ATAYDE SEEKS ‘FLOODING CZAR’
QUEZON City First District Rep. Juan Carlos “Arjo” Atayde on Tuesday encouraged the government to make flood control measures a top priority and to appoint a flood czar to oversee the administration and execution of flood control programs, since paralyzing floods are becoming more frequent in Metro Manila.
Atayde said that because the House “had delayed work in the past due to widespread flooding in the metro,” lawmakers “are intimately familiar with this problem.”
“By designating a ‘flooding czar’ in the Cabinet, someone will be primarily responsible for ensuring proper coordination between the Department of Public Works and Highways, the Metropolitan
Development Authority, and the National Capital Region’s various local governments with regard to flood control projects,” he said.
The lawmaker said that one of the government’s priorities should be to advance the World Bank and the Asian Infrastructure Investment Bank-funded Metro Manila Flood Management Project, which, although mandated in 2017, appears to be experiencing delays based on project indicators.
As of Oct. 31, 2021, just one of the 36 pumping stations that required rehabilitation had been completed. Moreover, the project aims to build 20 additional pumping stations by the end of November 2024, with none finished as of the end of October 2021.
Atayde requested that the Department of Public Works and Highways provide funding so that a study may be carried out to assess the viability of potential solutions to the flooding issue.
This includes relocating informal settlers where retarding ponds will be built, building high-rise walls and pumping stations at the San Juan River, evaluating the master plan for flood control, and building retarding ponds in malls, basketball courts, playgrounds, parks, and other open spaces and box culverts underneath the roads.
Several barangay (villages) in Atayde’s district — Mariblo, Sto.
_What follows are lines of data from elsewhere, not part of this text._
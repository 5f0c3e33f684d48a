//! Built-in build step implementations.

pub mod exec;
pub mod fetch;
pub mod package;
//! Deferred build execution after synthesis.

use std::sync::{Arc, Mutex};

use async_trait::async_trait;
use nimbus_lib::context::BuildContext;
use nimbus_lib::pipeline::{BuildEnv, BuildError, BuildOp, BuildStep};
use nimbus_lib::platform::Platform;
use nimbus_lib::resource::Resource;
use tempfile::TempDir;

use super::common::context;

type Log = Arc<Mutex<Vec<String>>>;

struct Step {
  label: String,
  log: Log,
  fail: bool,
}

#[async_trait]
impl BuildStep for Step {
  fn name(&self) -> String {
    self.label.clone()
  }

  async fn run(&self, _env: &BuildEnv) -> Result<(), BuildError> {
    self.log.lock().unwrap().push(self.label.clone());
    if self.fail {
      return Err(BuildError::Failed(format!("{} failed", self.label)));
    }
    Ok(())
  }
}

fn step(label: &str, log: &Log, fail: bool) -> BuildOp {
  BuildOp::custom(Step {
    label: label.to_string(),
    log: log.clone(),
    fail,
  })
}

/// A construct that declares its function and defers its own build.
fn function_with_build(ctx: &BuildContext, name: &str, log: &Log, fail: bool) {
  Resource::builder(name, "function").declare(ctx);
  ctx.defer_build(step(name, log, fail));
}

/// A construct that nests another construct before deferring its build.
fn service(ctx: &BuildContext, log: &Log, fail_nested: bool) {
  function_with_build(ctx, "op1", log, false);
  function_with_build(ctx, "op2", log, fail_nested);
  ctx.defer_build(step("op3", log, false));
}

fn env(temp: &TempDir) -> BuildEnv {
  BuildEnv::new(Platform::current().unwrap(), temp.path())
}

#[tokio::test]
async fn nested_declarations_run_in_order() {
  let temp = TempDir::new().unwrap();
  let log = Log::default();
  let ctx = context();
  service(&ctx, &log, false);

  let synthesis = ctx.synthesize().unwrap();
  assert!(log.lock().unwrap().is_empty(), "nothing runs during declaration");

  synthesis.pipeline.run(&env(&temp)).await.unwrap();
  assert_eq!(*log.lock().unwrap(), vec!["op1", "op2", "op3"]);
}

#[tokio::test]
async fn failing_step_stops_the_pipeline() {
  let temp = TempDir::new().unwrap();
  let log = Log::default();
  let ctx = context();
  service(&ctx, &log, true);

  let err = ctx.synthesize().unwrap().pipeline.run(&env(&temp)).await.unwrap_err();

  assert_eq!(err.index, 1);
  assert_eq!(err.name, "op2");
  assert_eq!(*log.lock().unwrap(), vec!["op1", "op2"]);
}

#[cfg(unix)]
#[tokio::test]
async fn exec_then_package_uses_earlier_artifacts() {
  use nimbus_lib::pipeline::actions::exec::ExecOpts;

  let temp = TempDir::new().unwrap();
  let ctx = context();
  ctx.defer_build(BuildOp::exec(
    ExecOpts::new("sh").args(["-c", "mkdir -p dist && printf ok > dist/bootstrap"]),
  ));
  ctx.defer_build(BuildOp::package("dist", "out/function.zip"));

  let report = ctx.synthesize().unwrap().pipeline.run(&env(&temp)).await.unwrap();

  assert_eq!(report.steps.len(), 2);
  assert!(temp.path().join("out/function.zip").is_file());
}

#[cfg(unix)]
#[tokio::test]
async fn process_failure_carries_stderr() {
  use nimbus_lib::pipeline::actions::exec::ExecOpts;

  let temp = TempDir::new().unwrap();
  let ctx = context();
  ctx.defer_build(BuildOp::exec(
    ExecOpts::new("sh").args(["-c", "echo 'error: linker not found' >&2; exit 101"]),
  ));
  ctx.defer_build(BuildOp::package("never", "never.zip"));

  let err = ctx.synthesize().unwrap().pipeline.run(&env(&temp)).await.unwrap_err();

  match err.source {
    BuildError::Process { code, stderr, .. } => {
      assert_eq!(code, Some(101));
      assert!(stderr.contains("linker not found"));
    }
    other => panic!("expected process error, got {other:?}"),
  }
  assert!(!temp.path().join("never.zip").exists());
}
//! Shared fixtures for integration tests.

use nimbus_lib::context::BuildContext;
use nimbus_lib::environment::EnvironmentShape;
use nimbus_lib::link::{Capability, Principal};
use nimbus_lib::resource::{Resource, ResourceRef};

pub const STAGE: &str = "dev";

pub fn context() -> BuildContext {
  BuildContext::new("shop", STAGE)
}

/// A storage node A and a function node B whose identity can link.
pub struct BucketAndFunction {
  pub bucket: ResourceRef,
  pub function: ResourceRef,
  pub principal: Principal,
}

pub fn bucket_and_function(ctx: &BuildContext) -> BucketAndFunction {
  let bucket = Resource::builder("My Bucket", "store").declare(ctx);
  let function = Resource::builder("My Function", "function")
    .property("handler", "bootstrap")
    .declare(ctx);
  let principal = Principal::builder(&function)
    .policy_property("role.policy")
    .environment(EnvironmentShape::NameValueList, "environment")
    .declare(ctx);

  BucketAndFunction {
    bucket,
    function,
    principal,
  }
}

/// Read and list access to a bucket, exposing its name.
pub fn read_bucket(bucket: &ResourceRef) -> Capability {
  Capability::of("store", bucket)
    .actions(["s3:GetObject", "s3:ListBucket"])
    .target(bucket.attr("arn"))
    .target(nimbus_lib::interpolate!("{}/*", bucket.attr("arn")))
    .expose("name", bucket.attr("bucket"))
}
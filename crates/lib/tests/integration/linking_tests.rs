//! Capability linking across declared nodes.

use nimbus_lib::link::{Capability, PolicyStatement, Principal, RoleProvider};
use nimbus_lib::output::Output;
use nimbus_lib::resource::Resource;

use super::common::{bucket_and_function, context, read_bucket};

#[test]
fn linking_a_bucket_to_a_function() {
  let ctx = context();
  let fixture = bucket_and_function(&ctx);

  fixture.principal.link(&ctx, &read_bucket(&fixture.bucket));

  assert_eq!(ctx.resources().len(), 2);

  let env = ctx.environment_of(&fixture.principal).unwrap();
  let name = env.get("STORE_MY_BUCKET_NAME").expect("bucket name should be bound");
  assert_eq!(name.root(), Some(fixture.bucket.physical_name()));
  assert_eq!(name, &fixture.bucket.attr("bucket"));

  let policy = ctx.policy_of(&fixture.principal).unwrap();
  let statements: Vec<&PolicyStatement> = policy.statements().collect();
  assert_eq!(statements.len(), 1);
  assert_eq!(statements[0].action, vec!["s3:GetObject", "s3:ListBucket"]);
  assert!(
    statements[0]
      .resource
      .iter()
      .all(|target| target.render().contains("${dev-my-bucket.arn}"))
  );
}

#[test]
fn linking_twice_is_idempotent() {
  let ctx = context();
  let fixture = bucket_and_function(&ctx);
  let capability = read_bucket(&fixture.bucket);

  fixture.principal.link(&ctx, &capability);
  let registry_before = ctx.link_registry().len();
  let env_before = ctx.environment_of(&fixture.principal).unwrap();

  fixture.principal.link(&ctx, &capability);

  assert_eq!(ctx.link_registry().len(), registry_before);
  assert_eq!(ctx.policy_of(&fixture.principal).unwrap().len(), 1);
  assert_eq!(ctx.environment_of(&fixture.principal).unwrap(), env_before);

  let project = ctx.synthesize().unwrap().project;
  let record = serde_json::to_value(&project.resources["dev-my-function"]).unwrap();
  assert_eq!(record["properties"]["role"]["policy"]["Statement"].as_array().unwrap().len(), 1);
  assert_eq!(record["properties"]["environment"].as_array().unwrap().len(), 1);
}

#[test]
fn relinking_replaces_the_earlier_grant() {
  let ctx = context();
  let fixture = bucket_and_function(&ctx);

  fixture.principal.link(&ctx, &read_bucket(&fixture.bucket));
  let write = Capability::of("store", &fixture.bucket)
    .action("s3:PutObject")
    .target(fixture.bucket.attr("arn"))
    .expose("name", fixture.bucket.attr("bucket"));
  fixture.principal.link(&ctx, &write);

  let policy = ctx.policy_of(&fixture.principal).unwrap();
  let actions: Vec<_> = policy.statements().flat_map(|s| s.action.clone()).collect();
  assert_eq!(actions, vec!["s3:PutObject"]);
}

#[test]
fn relinking_drops_environment_entries_no_longer_exposed() {
  let ctx = context();
  let fixture = bucket_and_function(&ctx);

  let both = Capability::of("store", &fixture.bucket)
    .action("s3:GetObject")
    .target(fixture.bucket.attr("arn"))
    .expose("name", fixture.bucket.attr("bucket"))
    .expose("arn", fixture.bucket.attr("arn"));
  fixture.principal.link(&ctx, &both);
  assert_eq!(ctx.environment_of(&fixture.principal).unwrap().len(), 2);

  fixture.principal.link(&ctx, &read_bucket(&fixture.bucket));

  let env = ctx.environment_of(&fixture.principal).unwrap();
  let keys: Vec<_> = env.iter().map(|(k, _)| k.to_string()).collect();
  assert_eq!(keys, vec!["STORE_MY_BUCKET_NAME"]);

  let registry = ctx.link_registry();
  let exposed: Vec<_> = registry[0].properties.keys().cloned().collect();
  assert_eq!(exposed, vec!["name"]);
}

#[test]
fn relinking_without_actions_revokes_the_statement() {
  let ctx = context();
  let fixture = bucket_and_function(&ctx);

  fixture.principal.link(&ctx, &read_bucket(&fixture.bucket));
  let expose_only = Capability::of("store", &fixture.bucket).expose("name", fixture.bucket.attr("bucket"));
  fixture.principal.link(&ctx, &expose_only);

  assert!(ctx.policy_of(&fixture.principal).unwrap().is_empty());
  assert_eq!(ctx.environment_of(&fixture.principal).unwrap().len(), 1);
}

#[test]
fn one_capability_many_principals() {
  let ctx = context();
  let fixture = bucket_and_function(&ctx);
  let worker = Resource::builder("worker", "function").declare(&ctx);
  let worker = Principal::builder(&worker).declare(&ctx);

  let capability = read_bucket(&fixture.bucket);
  fixture.principal.link(&ctx, &capability);
  worker.link(&ctx, &capability);

  assert_eq!(ctx.link_registry().len(), 1);
  assert_eq!(ctx.policy_of(&fixture.principal).unwrap().len(), 1);
  assert_eq!(ctx.policy_of(&worker).unwrap().len(), 1);
}

#[test]
fn environment_renders_in_the_principal_shape() {
  let ctx = context();
  let fixture = bucket_and_function(&ctx);
  fixture.principal.link(&ctx, &read_bucket(&fixture.bucket));

  let project = ctx.synthesize().unwrap().project;
  let record = serde_json::to_value(&project.resources["dev-my-function"]).unwrap();
  assert_eq!(
    record["properties"]["environment"],
    serde_json::json!([{ "name": "STORE_MY_BUCKET_NAME", "value": "${dev-my-bucket.bucket}" }])
  );
  assert_eq!(record["properties"]["handler"], "bootstrap");
}

#[test]
fn linked_function_depends_on_its_capabilities() {
  let ctx = context();
  let fixture = bucket_and_function(&ctx);
  fixture.principal.link(&ctx, &read_bucket(&fixture.bucket));

  let synthesis = ctx.synthesize().unwrap();
  assert_eq!(
    synthesis.graph.dependencies_of(fixture.function.physical_name()),
    vec![fixture.bucket.physical_name()]
  );
}

#[test]
fn capabilities_may_expose_literals() {
  let ctx = context();
  let fixture = bucket_and_function(&ctx);
  fixture.principal.link(
    &ctx,
    &Capability::new("config", "feature flags").expose("mode", Output::literal("canary")),
  );

  let env = ctx.environment_of(&fixture.principal).unwrap();
  assert_eq!(env.get("CONFIG_FEATURE_FLAGS_MODE"), Some(&Output::literal("canary")));
  assert!(ctx.policy_of(&fixture.principal).unwrap().is_empty());
}
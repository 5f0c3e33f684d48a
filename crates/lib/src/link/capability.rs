//! The stock [`Linkable`] implementation.

use std::collections::BTreeMap;

use super::{Link, LinkProperties, Linkable};
use crate::output::Output;
use crate::resource::ResourceRef;

/// A capability exposed by one declared node.
///
/// ```
/// use nimbus_lib::context::BuildContext;
/// use nimbus_lib::link::{Capability, Linkable};
/// use nimbus_lib::resource::Resource;
///
/// let ctx = BuildContext::new("shop", "dev");
/// let bucket = Resource::builder("assets", "aws:s3:Bucket").declare(&ctx);
/// let read = Capability::of("store", &bucket)
///   .actions(["s3:GetObject", "s3:ListBucket"])
///   .target(bucket.attr("arn"))
///   .expose("name", bucket.attr("bucket"));
///
/// let link = read.link();
/// assert_eq!(link.capability_name, "assets");
/// assert_eq!(link.actions, vec!["s3:GetObject", "s3:ListBucket"]);
/// ```
#[derive(Debug, Clone, PartialEq)]
pub struct Capability {
  kind: String,
  name: String,
  actions: Vec<String>,
  targets: Vec<Output>,
  exposed: BTreeMap<String, Output>,
}

impl Capability {
  pub fn new(kind: &str, name: &str) -> Self {
    Self {
      kind: kind.to_string(),
      name: name.to_string(),
      actions: Vec::new(),
      targets: Vec::new(),
      exposed: BTreeMap::new(),
    }
  }

  /// A capability named after the node's chosen name.
  pub fn of(kind: &str, node: &ResourceRef) -> Self {
    Self::new(kind, node.name())
  }

  pub fn action(mut self, action: &str) -> Self {
    if !self.actions.iter().any(|a| a == action) {
      self.actions.push(action.to_string());
    }
    self
  }

  pub fn actions<'a>(self, actions: impl IntoIterator<Item = &'a str>) -> Self {
    actions.into_iter().fold(self, Self::action)
  }

  /// A reference the granted actions apply to.
  pub fn target(mut self, target: impl Into<Output>) -> Self {
    let target = target.into();
    if !self.targets.contains(&target) {
      self.targets.push(target);
    }
    self
  }

  /// Expose `value` to linking principals under `key`.
  pub fn expose(mut self, key: &str, value: impl Into<Output>) -> Self {
    self.exposed.insert(key.to_string(), value.into());
    self
  }
}

impl Linkable for Capability {
  fn link(&self) -> Link {
    let properties = (!self.exposed.is_empty()).then(|| LinkProperties {
      capability_type: self.kind.clone(),
      capability_name: self.name.clone(),
      properties: self.exposed.clone(),
    });

    Link {
      capability_type: self.kind.clone(),
      capability_name: self.name.clone(),
      actions: self.actions.clone(),
      resources: self.targets.clone(),
      properties,
    }
  }
}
Domingo, Talayan, Bungad, San Antonio, Katipunan, Damayan and Del Monte — experienced flash floods as a result of thunderstorms and heavy rainfall.
“Many roads in my district were impassable, which made it impossible for families to go out and buy food and other basic necessities,” he said.
“The damage caused by floods in the whole country, not just Metro Manila, is substantial,” he added.
According to the GHD group’s research, “Aquanomics: The Economics of Water Risk and Future Resilience,” flooding and tropical storm damage to the country between 2022 and 2050 might cost $89 billion.
“At the current exchange rate, that is equivalent to P5.1 trillion,” Atayde said.